R5(LV) vindt persoonlijk dat ICT-systemen die bij de politie worden gebruikt het nemen van haar beslissingen vergemakkelijken en het maken van beter geïnformeerde beslissingen faciliteert, omdat ze daar waarde aan hecht. Ze benoemt ook dat het een persoonlijk ervaring is en dat agenten van haar bureau het wellicht juist moeilijker vinden om besluiten te nemen aangezien er meerdere opties zijn. R5(LV) vindt dat haar discretionaire bevoegdheid bevorderd wordt door ICT-systemen. Ze vindt de mogelijkheid om makkelijk verbanden te kunnen leggen tussen mensen en gebeurtenissen een van de voordelen van dit systeem. Omdat ze de informatie over een persoon en zijn (mis)daden snel kan

raadplegen op haar telefoon vindt ze het makkelijker om te kiezen welke actie in een bepaalde situatie het meest geschikt en effectief is.

R3(H) benoemt nog een effect van ICT op discretie: het herkennen van patronen van burgers.

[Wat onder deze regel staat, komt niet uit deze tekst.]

//! Cutting cores out of full-resolution channel images

mod cutter;
mod pixel_array;
mod polygon;
mod region;

pub use cutter::CoreCutter;
pub use pixel_array::PixelArray;
pub use polygon::{apply_polygon_mask, point_in_polygon};
pub use region::Region;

R3(H) illustreert dit effect met een voorbeeld: ​“iemand zegt iedere dag goeiedag of een wijkagent kent een persoon anders dan dat [een andere agent] hem omschrijft in een melding. Dat kan het wel zijn dat er iets mis is met de persoon aan de hand” . R3(H) vindt dat het herkennen van patronen en de doorbreking daarvan invloed heeft op zijn discretionaire bevoegdheid: ​“Het kan natuurlijk zijn [...] dat jij een bepaalde beslissing wil maken, maar op basis van het gedrag dat [een persoon] op dat moment toont kan je besluiten om een beslissing wel of niet te maken terwijl dat misschien doorbreking is van een patroon. Of juist een bevestiging van”.

R7 vindt dat ICT-systemen het werk van politieagenten ondersteunen en daarmee ook de politieprestaties:

“Er kan op basis van betere en in samenhang geanalyseerde informatie worden geacteerd, het proces van raadplegen en registreren wordt steeds beter op straat/locatie ondersteund waardoor de actieve tijd op straat wordt vergroot en de burger sneller en beter kan worden geholpen. Daarnaast biedt de [informatievoorziening]-ontwikkeling op basis van werking de mogelijkheid om een bepaalde mate van standaardisatie af te dwingen. Uiteraard met het behoud van de professionele ruimte van de agent op straat om zelf beslissingen te nemen”.